Who are SG’s enemies

a) The Hackers – obviously enemy number one.

b) Software and Hardware suppliers, particularly those who produce vulnerable software.

c) Employees of his organisation who fall into two broad categories. The first category are the normal users who will inevitably try to install “illegal” software, access dodgy web sites and use personal USBs etc. SG ought to be able to use clever technical controls to prevent this type of behaviour.

The second category, management, is much more difficult for SG to overcome. To illustrate this, let’s think of the steps in an IT security model.

– Risk assess the threat

– Put in place proportionate controls

– Assess if the controls are effective

Take the first stage – Risk Assessment. Quite often, non technical management will decide how IT Security breaches will impact on the organisation. Not being knowledgeable whilst comparing it to other business risks, they will more often than not understate the impact. This is like a bunch of civilians try to wage war against a belligerent enemy.
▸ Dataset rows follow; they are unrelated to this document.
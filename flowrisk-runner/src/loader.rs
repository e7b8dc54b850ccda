//! Record loading and data resolution for the runner.
//!
//! Implements the fallback policy:
//! 1. If a data path is set and readable → use it (snapshot or bare array)
//! 2. If not and `synthetic` is enabled → generate seeded mock records (tagged)
//! 3. Otherwise → fail with a clear error
//!
//! Synthetic data is a developer-only mode. Reports built on it carry
//! `has_synthetic = true`.

use std::path::{Path, PathBuf};

use chrono::NaiveDate;
use serde::{Deserialize, Serialize};
use thiserror::Error;
use tracing::{info, warn};

use flowrisk_core::data::{records_from_file, MockFlowGenerator, SnapshotError, SnapshotMeta};
use flowrisk_core::domain::{duplicate_dates, sort_by_date, DailyFlowRecord, InvestorClass};

/// Institution vs. sub-class sum differences above this are reported.
const INSTITUTION_GAP_TOLERANCE: f64 = 1.0;

/// Errors from the data loading layer.
#[derive(Debug, Error)]
pub enum LoadError {
    #[error("no data path given (use --synthetic for mock data)")]
    NoData,

    #[error("failed to load '{path}': {source}")]
    Snapshot {
        path: String,
        #[source]
        source: SnapshotError,
    },
}

/// Options controlling how records are loaded.
#[derive(Debug, Clone, PartialEq)]
pub struct LoadOptions {
    pub path: Option<PathBuf>,
    /// Generate mock records when `path` is missing or unreadable.
    pub synthetic: bool,
    pub seed: u64,
    pub sell_bias: Option<f64>,
    pub synthetic_start: NaiveDate,
    pub synthetic_end: NaiveDate,
}

/// Where the records came from.
#[derive(Debug, Clone, PartialEq, Serialize, Deserialize)]
#[serde(tag = "kind", rename_all = "snake_case")]
pub enum DataSource {
    Snapshot { path: String },
    RecordArray { path: String },
    Synthetic { seed: u64 },
}

/// Result of loading records, including provenance.
#[derive(Debug, Clone)]
pub struct LoadedData {
    /// Records sorted by date.
    pub records: Vec<DailyFlowRecord>,
    pub source: DataSource,
    /// Snapshot metadata when the file carried one.
    pub meta: Option<SnapshotMeta>,
    /// BLAKE3 over dates and flow values in date order.
    pub dataset_hash: String,
    pub has_synthetic: bool,
    /// Data-quality findings. Never fatal.
    pub warnings: Vec<String>,
}

/// Load records from `opts.path`, falling back to mock data when allowed.
pub fn load_records(opts: &LoadOptions) -> Result<LoadedData, LoadError> {
    // Step 1: file
    if let Some(path) = &opts.path {
        match records_from_file(path) {
            Ok((records, meta)) => {
                let source = match meta {
                    Some(_) => DataSource::Snapshot {
                        path: path.display().to_string(),
                    },
                    None => DataSource::RecordArray {
                        path: path.display().to_string(),
                    },
                };
                info!(path = %path.display(), records = records.len(), "loaded flow records");
                return Ok(finish(records, source, meta, false));
            }
            Err(source) if opts.synthetic => {
                warn!(path = %path.display(), error = %source, "data file unusable, using synthetic records");
            }
            Err(source) => {
                return Err(LoadError::Snapshot {
                    path: path.display().to_string(),
                    source,
                })
            }
        }
    }

    // Step 2: synthetic fallback
    if opts.synthetic {
        warn!(seed = opts.seed, "generating synthetic records; results will be tagged as synthetic");
        let mut generator = MockFlowGenerator::new(opts.seed);
        if let Some(bias) = opts.sell_bias {
            generator = generator.with_sell_bias(bias);
        }
        let records = generator.generate(opts.synthetic_start, opts.synthetic_end);
        return Ok(finish(
            records,
            DataSource::Synthetic { seed: opts.seed },
            None,
            true,
        ));
    }

    // Step 3: fail
    Err(LoadError::NoData)
}

/// Load a single file with no fallback.
pub fn load_file(path: &Path) -> Result<LoadedData, LoadError> {
    load_records(&LoadOptions {
        path: Some(path.to_path_buf()),
        synthetic: false,
        seed: 0,
        sell_bias: None,
        synthetic_start: NaiveDate::MIN,
        synthetic_end: NaiveDate::MIN,
    })
}

fn finish(
    records: Vec<DailyFlowRecord>,
    source: DataSource,
    meta: Option<SnapshotMeta>,
    has_synthetic: bool,
) -> LoadedData {
    let records = sort_by_date(&records);
    let warnings = quality_warnings(&records);
    for w in &warnings {
        warn!("{w}");
    }
    let dataset_hash = compute_dataset_hash(&records);

    LoadedData {
        records,
        source,
        meta,
        dataset_hash,
        has_synthetic,
        warnings,
    }
}

/// Duplicate dates and inconsistent institution totals. `records` must be sorted.
fn quality_warnings(records: &[DailyFlowRecord]) -> Vec<String> {
    let mut warnings = Vec::new();

    if records.is_empty() {
        warnings.push("dataset is empty".to_string());
        return warnings;
    }

    let dupes = duplicate_dates(records);
    if !dupes.is_empty() {
        let listed: Vec<String> = dupes.iter().take(5).map(|d| d.to_string()).collect();
        warnings.push(format!(
            "{} duplicate date(s) kept as-is: {}{}",
            dupes.len(),
            listed.join(", "),
            if dupes.len() > 5 { ", ..." } else { "" }
        ));
    }

    let gaps = records
        .iter()
        .filter(|r| r.institution_gap().abs() > INSTITUTION_GAP_TOLERANCE)
        .count();
    if gaps > 0 {
        warnings.push(format!(
            "{gaps} record(s) where institution differs from the sum of its sub-classes"
        ));
    }

    warnings
}

/// Compute a deterministic BLAKE3 hash over sorted records.
///
/// Covers the date and every investor-class flow in a fixed class order.
pub fn compute_dataset_hash(records: &[DailyFlowRecord]) -> String {
    let mut hasher = blake3::Hasher::new();
    for record in records {
        hasher.update(record.date.to_string().as_bytes());
        for class in InvestorClass::ALL {
            hasher.update(&record.flow(class).to_le_bytes());
        }
    }
    hasher.finalize().to_hex().to_string()
}
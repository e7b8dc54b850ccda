//! Inclusive date-window selection.

use chrono::NaiveDate;
use serde::{Deserialize, Serialize};

use crate::domain::DailyFlowRecord;

/// Inclusive `[start, end]` window. Always ordered: `start <= end`.
#[derive(Debug, Clone, Copy, PartialEq, Eq, Serialize, Deserialize)]
pub struct DateRange {
    start: NaiveDate,
    end: NaiveDate,
}

impl DateRange {
    /// Build a window, swapping the bounds if they arrive inverted.
    pub fn new(a: NaiveDate, b: NaiveDate) -> Self {
        if a <= b {
            Self { start: a, end: b }
        } else {
            Self { start: b, end: a }
        }
    }

    pub fn start(&self) -> NaiveDate {
        self.start
    }

    pub fn end(&self) -> NaiveDate {
        self.end
    }

    pub fn contains(&self, date: NaiveDate) -> bool {
        self.start <= date && date <= self.end
    }
}

/// Records whose date lies within `range`, in their original relative order.
pub fn filter_range(records: &[DailyFlowRecord], range: &DateRange) -> Vec<DailyFlowRecord> {
    records
        .iter()
        .filter(|r| range.contains(r.date))
        .cloned()
        .collect()
}

/// The last `n` records by date, ascending. Fewer if the input is shorter.
pub fn trailing_days(records: &[DailyFlowRecord], n: usize) -> Vec<DailyFlowRecord> {
    let sorted = crate::domain::sort_by_date(records);
    let skip = sorted.len().saturating_sub(n);
    sorted.into_iter().skip(skip).collect()
}

#[cfg(test)]
mod tests {
    use super::*;
    use crate::analysis::make_records;

    fn d(y: i32, m: u32, day: u32) -> NaiveDate {
        NaiveDate::from_ymd_opt(y, m, day).unwrap()
    }

    #[test]
    fn inverted_bounds_are_swapped() {
        let r = DateRange::new(d(2024, 2, 1), d(2024, 1, 1));
        assert_eq!(r.start(), d(2024, 1, 1));
        assert_eq!(r.end(), d(2024, 2, 1));
    }

    #[test]
    fn bounds_are_inclusive() {
        // 2024-01-02 (Tue) .. 2024-01-08 (Mon)
        let records = make_records(&[1.0, 2.0, 3.0, 4.0, 5.0]);
        let range = DateRange::new(d(2024, 1, 3), d(2024, 1, 5));
        let out = filter_range(&records, &range);
        let flows: Vec<f64> = out.iter().map(|r| r.financial_investment).collect();
        assert_eq!(flows, vec![2.0, 3.0, 4.0]);
    }

    #[test]
    fn preserves_input_order() {
        let mut records = make_records(&[1.0, 2.0, 3.0]);
        records.reverse();
        let range = DateRange::new(d(2024, 1, 1), d(2024, 12, 31));
        let out = filter_range(&records, &range);
        let flows: Vec<f64> = out.iter().map(|r| r.financial_investment).collect();
        assert_eq!(flows, vec![3.0, 2.0, 1.0]);
    }

    #[test]
    fn empty_input_and_empty_result() {
        let range = DateRange::new(d(2024, 1, 1), d(2024, 1, 31));
        assert!(filter_range(&[], &range).is_empty());

        let records = make_records(&[1.0, 2.0]);
        let far = DateRange::new(d(2030, 1, 1), d(2030, 1, 31));
        assert!(filter_range(&records, &far).is_empty());
    }

    #[test]
    fn trailing_days_takes_latest() {
        let mut records = make_records(&[1.0, 2.0, 3.0, 4.0]);
        records.swap(0, 3);
        let out = trailing_days(&records, 2);
        let flows: Vec<f64> = out.iter().map(|r| r.financial_investment).collect();
        assert_eq!(flows, vec![3.0, 4.0]);
        assert_eq!(trailing_days(&records, 10).len(), 4);
    }
}
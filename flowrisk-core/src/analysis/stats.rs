//! Descriptive statistics of the financial-investment flow over a window.
//!
//! Empty input yields the all-zero summary, never NaN: consumers render
//! these numbers directly.

use serde::{Deserialize, Serialize};

use crate::domain::{DailyFlowRecord, InvestorClass};

/// Buy-side totals per investor class: the sum of `max(0, flow)`.
/// Selling days contribute 0.
#[derive(Debug, Clone, Default, PartialEq, Serialize, Deserialize)]
#[serde(rename_all = "camelCase")]
pub struct BuyAmounts {
    pub individual: f64,
    pub foreign: f64,
    pub institution: f64,
    pub financial_investment: f64,
    pub insurance: f64,
    pub investment_trust: f64,
    pub bank: f64,
    pub other_financial: f64,
    pub pension: f64,
    pub other_corporation: f64,
}

impl BuyAmounts {
    pub fn get(&self, class: InvestorClass) -> f64 {
        match class {
            InvestorClass::Individual => self.individual,
            InvestorClass::Foreign => self.foreign,
            InvestorClass::Institution => self.institution,
            InvestorClass::FinancialInvestment => self.financial_investment,
            InvestorClass::Insurance => self.insurance,
            InvestorClass::InvestmentTrust => self.investment_trust,
            InvestorClass::Bank => self.bank,
            InvestorClass::OtherFinancial => self.other_financial,
            InvestorClass::Pension => self.pension,
            InvestorClass::OtherCorporation => self.other_corporation,
        }
    }

    fn slot(&mut self, class: InvestorClass) -> &mut f64 {
        match class {
            InvestorClass::Individual => &mut self.individual,
            InvestorClass::Foreign => &mut self.foreign,
            InvestorClass::Institution => &mut self.institution,
            InvestorClass::FinancialInvestment => &mut self.financial_investment,
            InvestorClass::Insurance => &mut self.insurance,
            InvestorClass::InvestmentTrust => &mut self.investment_trust,
            InvestorClass::Bank => &mut self.bank,
            InvestorClass::OtherFinancial => &mut self.other_financial,
            InvestorClass::Pension => &mut self.pension,
            InvestorClass::OtherCorporation => &mut self.other_corporation,
        }
    }
}

#[derive(Debug, Clone, Default, PartialEq, Serialize, Deserialize)]
#[serde(rename_all = "camelCase")]
pub struct StatsSummary {
    pub trading_days: usize,
    pub total_net_buy: f64,
    pub average_daily_net_buy: f64,
    pub buy_amounts: BuyAmounts,
    /// Buy-side total over the four headline classes only
    /// (individual, foreign, institution, other corporation).
    pub total_buy_amount: f64,
    pub financial_buy_share_pct: f64,
    pub net_buy_days: usize,
    pub net_sell_days: usize,
    pub max_net_buy: f64,
    pub max_net_sell: f64,
    /// Population standard deviation of the daily financial-investment flow.
    pub standard_deviation: f64,
}

/// Compute the summary for an already range-filtered sequence.
pub fn calculate_stats(records: &[DailyFlowRecord]) -> StatsSummary {
    if records.is_empty() {
        return StatsSummary::default();
    }

    let count = records.len();
    let n = count as f64;

    let mut total_net_buy = 0.0;
    let mut buy_amounts = BuyAmounts::default();
    let mut net_buy_days = 0;
    let mut net_sell_days = 0;
    let mut max_net_buy = f64::NEG_INFINITY;
    let mut max_net_sell = f64::INFINITY;

    for record in records {
        let fi = record.financial_investment;
        total_net_buy += fi;
        if fi > 0.0 {
            net_buy_days += 1;
        } else if fi < 0.0 {
            net_sell_days += 1;
        }
        max_net_buy = max_net_buy.max(fi);
        max_net_sell = max_net_sell.min(fi);

        for class in InvestorClass::ALL {
            *buy_amounts.slot(class) += record.flow(class).max(0.0);
        }
    }

    let average_daily_net_buy = total_net_buy / n;

    let variance = records
        .iter()
        .map(|r| (r.financial_investment - average_daily_net_buy).powi(2))
        .sum::<f64>()
        / n;

    let total_buy_amount: f64 = InvestorClass::HEADLINE
        .iter()
        .map(|&c| buy_amounts.get(c))
        .sum();

    let financial_buy_share_pct = if total_buy_amount == 0.0 {
        0.0
    } else {
        buy_amounts.financial_investment / total_buy_amount * 100.0
    };

    StatsSummary {
        trading_days: count,
        total_net_buy,
        average_daily_net_buy,
        buy_amounts,
        total_buy_amount,
        financial_buy_share_pct,
        net_buy_days,
        net_sell_days,
        max_net_buy,
        max_net_sell,
        standard_deviation: variance.sqrt(),
    }
}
Therefore, SG will probably not be able to put in place proportionate controls.

So SG will have to take a reactive viz-a-viz proactive approach to IT Security Management and there will be breaches. Let’s consider the stages of a breach:

Intrusion

Detection

Remediation

This sounds straight forward. You might think that it will work something like this: Your AV software tells you that you have a possible breach whereupon you just quarantine and remove the whatever it is which is causing the problem.

However, leaders in security incident response management such as Mandiant paint a different picture. Their recent report has some interesting highlights:

Nearly two-thirds of organizations learn they are breached from an external source.

The typical advanced attack goes unnoticed for nearly eight months.

Attackers are increasingly using outsourced service providers as a means to gain access to their victims.

Attackers are using comprehensive network reconnaissance to help them navigate victims’ networks faster and more effectively.

Advanced Persistent Threat (APT) attackers continue to target industries that are strategic to their growth and will return until their mission is complete.

Once a Target, Always a Target

This inevitably has a significant impact in terms of reputation, finance and employee morale. Furthermore, the remediation process will attract a cost circa ten times that of having had preventative measures in the first place.

SG will no doubt remind management of his recommendations but organisations have short memories.